Pervasive signatures of purifying and positive selection across the Populus genome

In line with results from most other plant species (Gossmann et al. 2010), a majority (>50–60%) of new amino-acid-altering mutations are subject to strong purifying selection (defined as Nes > 10) in Populus. We find that the efficacy of purifying selection on weakly deleterious mutations is positively correlated with the inferred Ne, with purifying selection acting more efficiently in P. tremuloides that has the largest Ne compared to the other two species. The same pattern is also found for rates of adaptive evolution, where estimates of the proportion of amino acid substitutions driven to fixation by positive selection are highest in P. tremuloides (65%), lowest in P. trichcoarpa (20%), and intermediate in P. tremula (43%). The prevalence of adaptive evolution in Populus contrasts markedly with the estimates in most plant species, where little evidence of widespread adaptive evolution is found (Gossmann et al. 2010). However, Populus is not unique among plants showing high rates of adaptive evolution, and similar estimates have recently been reported in both Capsella grandiflora (Slotte et al. 2010; Williamson et al. 2014) and a number of Helianthus species (Strasburg et al. 2011). Most earlier studies on such estimation have been based toward subsets of genes rather than genome-wide data, and more estimates from other plant species would be valuable to assess whether the high rate of adaptive evolution that we find in Populus is widespread or exceptional.

Patterns of genomic variation contain abundant information on the relative importance of natural selection vs. neutral processes in the evolutionary process (Cutter and Payseur 2013). We find that 0-fold nonsynonymous sites exhibit significantly lower levels of polymorphism compared to fourfold synonymous sites, and combined with an excess of rare variants found at 0-fold nonsynonymous sites, our results suggest that the vast majority of amino acid mutations in Populus are under purifying selection (Larracuente et al. 2008). In addition, introns and 5′ UTR sites are also under some degree of selective constraint, although this constraint is much weaker than what we observe at nonsynonymous sites. The 3′ UTR sites seem to be either neutral or at least under comparable extents of selective constraint as fourfold synonymous sites are (Andolfatto 2005). In contrast to genic categories, we find substantially higher levels of polymorphism in intergenic regions in all three species. Although an artifact of mapping errors due to a greater fraction of repetitive sequences in intergenic regions could not be entirely excluded, the marked increase in diversity may also reflect either higher mutation rates or relaxed selective constraint in these regions. Future investigations are required to assess the relative contribution of these alternative factors (Kimura 1983; Begun et al. 2007).

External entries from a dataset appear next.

//! Service configuration derived from environment variables.
//!
//! Configuration is loaded once at startup and validated before the service starts.
//!
//! ## Environment Variables
//!
//! - `CEREMONY_HOST`: Bind address (default: :: for dual-stack IPv4/IPv6)
//! - `CEREMONY_PORT`: HTTP port (default: 5002)
//! - `CEREMONY_DB_PATH`: Path to ReDB ledger file (unset: in-memory ledger)
//! - `CEREMONY_CIPHERSUITE`: "secp256k1" (default) or "ed25519"
//! - `CEREMONY_AUTH_TOKEN`: Shared token checked against each request's auth header
//! - `CEREMONY_BODY_LIMIT_KB`: JSON body limit (default: 256)
//! - `INTERNAL_SERVICE_TOKEN`: Bearer token for the HTTP surface
//! - `INTERNAL_SERVICE_TOKEN_REQUIRED`: Force the bearer token outside production
//! - `RATE_LIMIT_CEREMONY_PER_HOUR`, `RATE_LIMIT_CEREMONY_BURST`: per-IP limits
//! - `RUST_LOG`: Log level filter

use std::env;
use std::net::{IpAddr, Ipv4Addr, Ipv6Addr, SocketAddr};
use std::path::PathBuf;
use std::str::FromStr;

use serde::{Deserialize, Serialize};

const DEFAULT_PORT: u16 = 5002;
const DEFAULT_BODY_LIMIT_KB: usize = 256;
const DEFAULT_CEREMONIES_PER_HOUR: u32 = 600;
const DEFAULT_CEREMONY_BURST: u32 = 20;

/// Helper to get trimmed env var or empty string.
fn env_trim(name: &str) -> String {
    env::var(name).unwrap_or_default().trim().to_string()
}

/// Helper to get lowercase env var.
fn env_lower(name: &str) -> String {
    env_trim(name).to_lowercase()
}

/// Trimmed env var, `None` when unset or blank.
fn env_opt(name: &str) -> Option<String> {
    let value = env_trim(name);
    if value.is_empty() { None } else { Some(value) }
}

/// Check if a string value is truthy.
fn is_truthy(value: &str) -> bool {
    matches!(value.trim(), "1" | "true" | "yes")
}

/// FROST ciphersuite selection.
#[derive(Debug, Clone, Copy, PartialEq, Eq, Hash, Serialize, Deserialize, Default)]
#[serde(rename_all = "lowercase")]
pub enum Ciphersuite {
    /// secp256k1 curve (Bitcoin, Ethereum compatible).
    #[default]
    Secp256k1,
    /// ed25519 curve (general purpose).
    Ed25519,
}

impl FromStr for Ciphersuite {
    type Err = String;

    fn from_str(s: &str) -> Result<Self, Self::Err> {
        match s.to_lowercase().as_str() {
            "secp256k1" => Ok(Self::Secp256k1),
            "ed25519" => Ok(Self::Ed25519),
            other => Err(format!(
                "Invalid ciphersuite '{other}'. Must be 'secp256k1' or 'ed25519'."
            )),
        }
    }
}

impl std::fmt::Display for Ciphersuite {
    fn fmt(&self, f: &mut std::fmt::Formatter<'_>) -> std::fmt::Result {
        match self {
            Self::Secp256k1 => write!(f, "secp256k1"),
            Self::Ed25519 => write!(f, "ed25519"),
        }
    }
}

/// Service configuration.
#[derive(Debug, Clone)]
pub struct Settings {
    port: u16,
    host: IpAddr,
    db_path: Option<PathBuf>,
    ciphersuite: Ciphersuite,
    ciphersuite_error: Option<String>,
    auth_token: Option<String>,
    internal_token: Option<String>,
    internal_token_required: bool,
    body_limit_bytes: usize,
    ceremonies_per_hour: u32,
    ceremony_burst: u32,
}

impl Settings {
    /// Load settings from environment variables.
    ///
    /// Never panics; call [`Settings::validate`] before serving.
    pub fn from_env() -> Self {
        let port = env_trim("CEREMONY_PORT")
            .parse::<u16>()
            .unwrap_or(DEFAULT_PORT);

        // Default to IPv6 unspecified (::) for dual-stack support.
        let host = env_trim("CEREMONY_HOST")
            .parse::<IpAddr>()
            .unwrap_or(IpAddr::V6(Ipv6Addr::UNSPECIFIED));

        let db_path = env_opt("CEREMONY_DB_PATH").map(PathBuf::from);

        let (ciphersuite, ciphersuite_error) = match env_opt("CEREMONY_CIPHERSUITE") {
            None => (Ciphersuite::default(), None),
            Some(raw) => match raw.parse::<Ciphersuite>() {
                Ok(suite) => (suite, None),
                Err(e) => (Ciphersuite::default(), Some(e)),
            },
        };

        let auth_token = env_opt("CEREMONY_AUTH_TOKEN");
        let internal_token = env_opt("INTERNAL_SERVICE_TOKEN");

        // Determine if token is required based on environment
        let is_production = ["NODE_ENV", "APP_ENV", "RUST_ENV"]
            .iter()
            .any(|name| env_lower(name) == "production");
        let internal_token_required =
            is_production || is_truthy(&env_lower("INTERNAL_SERVICE_TOKEN_REQUIRED"));

        let body_limit_kb = env_trim("CEREMONY_BODY_LIMIT_KB")
            .parse::<usize>()
            .unwrap_or(DEFAULT_BODY_LIMIT_KB);

        let ceremonies_per_hour = env_trim("RATE_LIMIT_CEREMONY_PER_HOUR")
            .parse::<u32>()
            .unwrap_or(DEFAULT_CEREMONIES_PER_HOUR);
        let ceremony_burst = env_trim("RATE_LIMIT_CEREMONY_BURST")
            .parse::<u32>()
            .unwrap_or(DEFAULT_CEREMONY_BURST);

        Self {
            port,
            host,
            db_path,
            ciphersuite,
            ciphersuite_error,
            auth_token,
            internal_token,
            internal_token_required,
            body_limit_bytes: body_limit_kb.saturating_mul(1024),
            ceremonies_per_hour,
            ceremony_burst,
        }
    }

    /// Deterministic settings for tests: in-memory ledger, no tokens.
    pub fn for_tests() -> Self {
        Self {
            port: DEFAULT_PORT,
            host: IpAddr::V4(Ipv4Addr::LOCALHOST),
            db_path: None,
            ciphersuite: Ciphersuite::Secp256k1,
            ciphersuite_error: None,
            auth_token: None,
            internal_token: None,
            internal_token_required: false,
            body_limit_bytes: DEFAULT_BODY_LIMIT_KB * 1024,
            ceremonies_per_hour: DEFAULT_CEREMONIES_PER_HOUR,
            ceremony_burst: DEFAULT_CEREMONY_BURST,
        }
    }

    /// Validate settings.
    ///
    /// Returns an error message if validation fails.
    pub fn validate(&self) -> Result<(), String> {
        if let Some(err) = &self.ciphersuite_error {
            return Err(format!("CEREMONY_CIPHERSUITE configuration error: {err}"));
        }

        if self.internal_token_required && self.internal_token.is_none() {
            return Err("INTERNAL_SERVICE_TOKEN is required in production. \
                 Set INTERNAL_SERVICE_TOKEN or INTERNAL_SERVICE_TOKEN_REQUIRED=0."
                .to_string());
        }

        if self.body_limit_bytes == 0 {
            return Err("CEREMONY_BODY_LIMIT_KB must be greater than zero.".to_string());
        }

        if self.ceremonies_per_hour == 0 || self.ceremony_burst == 0 {
            return Err("RATE_LIMIT_CEREMONY_PER_HOUR and RATE_LIMIT_CEREMONY_BURST \
                 must be greater than zero."
                .to_string());
        }

        Ok(())
    }

    // Builders used by tests and embedders

    #[must_use]
    pub fn with_db_path(mut self, path: impl Into<PathBuf>) -> Self {
        self.db_path = Some(path.into());
        self
    }

    #[must_use]
    pub fn with_ciphersuite(mut self, ciphersuite: Ciphersuite) -> Self {
        self.ciphersuite = ciphersuite;
        self
    }

    #[must_use]
    pub fn with_auth_token(mut self, token: impl Into<String>) -> Self {
        self.auth_token = Some(token.into());
        self
    }

    #[must_use]
    pub fn with_internal_token(mut self, token: impl Into<String>) -> Self {
        self.internal_token = Some(token.into());
        self.internal_token_required = true;
        self
    }

    // Getters

    pub fn port(&self) -> u16 {
        self.port
    }

    pub fn socket_addr(&self) -> SocketAddr {
        SocketAddr::new(self.host, self.port)
    }

    pub fn db_path(&self) -> Option<&PathBuf> {
        self.db_path.as_ref()
    }

    pub fn ciphersuite(&self) -> Ciphersuite {
        self.ciphersuite
    }

    pub fn auth_token(&self) -> Option<&str> {
        self.auth_token.as_deref()
    }

    pub fn internal_token(&self) -> Option<&str> {
        self.internal_token.as_deref()
    }

    pub fn internal_token_required(&self) -> bool {
        self.internal_token_required
    }

    pub fn body_limit_bytes(&self) -> usize {
        self.body_limit_bytes
    }

    pub fn ceremonies_per_hour(&self) -> u32 {
        self.ceremonies_per_hour
    }

    pub fn ceremony_burst(&self) -> u32 {
        self.ceremony_burst
    }
}

#[cfg(test)]
mod tests {
    use super::*;

    #[test]
    fn test_ciphersuite_parsing() {
        assert_eq!(
            "secp256k1".parse::<Ciphersuite>().unwrap(),
            Ciphersuite::Secp256k1
        );
        assert_eq!(
            "ED25519".parse::<Ciphersuite>().unwrap(),
            Ciphersuite::Ed25519
        );
        assert!("invalid".parse::<Ciphersuite>().is_err());
    }

    #[test]
    fn test_ciphersuite_serde_lowercase() {
        let json = serde_json::to_string(&Ciphersuite::Ed25519).unwrap();
        assert_eq!(json, "\"ed25519\"");
    }

    #[test]
    fn test_default_settings_validate() {
        let settings = Settings::for_tests();
        assert!(settings.validate().is_ok());
        assert!(settings.db_path().is_none());
        assert_eq!(settings.body_limit_bytes(), 256 * 1024);
    }

    #[test]
    fn test_required_token_missing() {
        let mut settings = Settings::for_tests();
        settings.internal_token_required = true;
        let err = settings.validate().unwrap_err();
        assert!(err.contains("INTERNAL_SERVICE_TOKEN"));

        let settings = Settings::for_tests().with_internal_token("secret");
        assert!(settings.validate().is_ok());
    }

    #[test]
    fn test_bad_ciphersuite_reported() {
        let mut settings = Settings::for_tests();
        settings.ciphersuite_error = Some("Invalid ciphersuite 'p256'".to_string());
        assert!(settings.validate().unwrap_err().contains("CEREMONY_CIPHERSUITE"));
    }

    #[test]
    fn test_zero_rate_limit_rejected() {
        let mut settings = Settings::for_tests();
        settings.ceremony_burst = 0;
        assert!(settings.validate().is_err());
    }
}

Apart from strong selective constraints on protein-coding genes, multiple lines of evidence suggest that genome-wide patterns of polymorphism have been shaped by widespread natural selection in all three Populus species. First, we find significantly positive correlations between neutral polymorphism and population-scaled recombination rates in both genic and intergenic regions, even after controlling for confounding variables such as GC content, gene density, mutation rate, and the number of sites covered by the data. While such a pattern is indicative of the action of natural selection, it could be explained by either background selection or selective sweeps. Both of these selective forces affect neutral sites through linkage, and the impact of selection on linked neutral diversity is more drastic and extensive in regions of low recombination (Begun and Aquadro 1992; McGaugh et al. 2012; Slotte 2014). The differences in the strength of the association between recombination and levels of neutral polymorphism likely reflect differences in the effective population size between species (Cutter and Payseur 2013; Corbett-Detig et al. 2015), as we observe substantially stronger signatures of linked selection in P. tremula and P. tremuloides compared to P. trichocarpa, matching the larger Ne inferred for these species. However, the impact of natural selection at linked sites also depends greatly on the local environment of recombination (Cutter and Payseur 2013; Slotte 2014), and in line with this we observe the strongest signatures of linked selection in P. tremula instead of P. tremuloides, consistent with the lower levels of genome-wide recombination rates that we find in P. tremula. Different magnitudes of linked selection provide one of the major explanations for the disparate patterns of genomic variation among even closely related species (Corbett-Detig et al. 2015), and we find that this also holds true for the three species of Populus that we have investigated.

Second, we find slightly negative correlations between recombination rate and the ratio of nonsynonymous-to-synonymous polymorphism, but not divergence, in P. tremula and P. tremuloides, a pattern that suggests a reduced efficacy of purifying selection at eliminating weakly deleterious mutations in low-recombination regions (Hill and Robertson 1966; Cutter and Choi 2010). The reduction of the efficacy of natural selection in regions of low recombination, known as Hill–Robertson interference, may help to understand patterns of partially positive correlations between gene density and recombination rate in these species (Gaut et al. 2007). Given the relaxed efficacy of purifying selection in regions of low recombination where weakly deleterious mutations are more likely to accumulate at a high rate, important functional elements are unlikely to cluster in these regions, as has already been shown in several other plant species (Anderson et al. 2006; Branca et al. 2011; Flowers et al. 2012) Consistent with this prediction (Haddrill et al. 2007), we find positive association between gene density and recombination rate in regions that experience low rates of recombination. In high-recombination regions where selection is more effective at eliminating slightly deleterious mutations, the association becomes much weaker in all three species. However, it remains unclear whether it is the recombination gradients that drive the functional organization of genomes in response to selection, or whether it is the gradients of functional genomic elements that in turn modify the evolution of recombination rates in Populus.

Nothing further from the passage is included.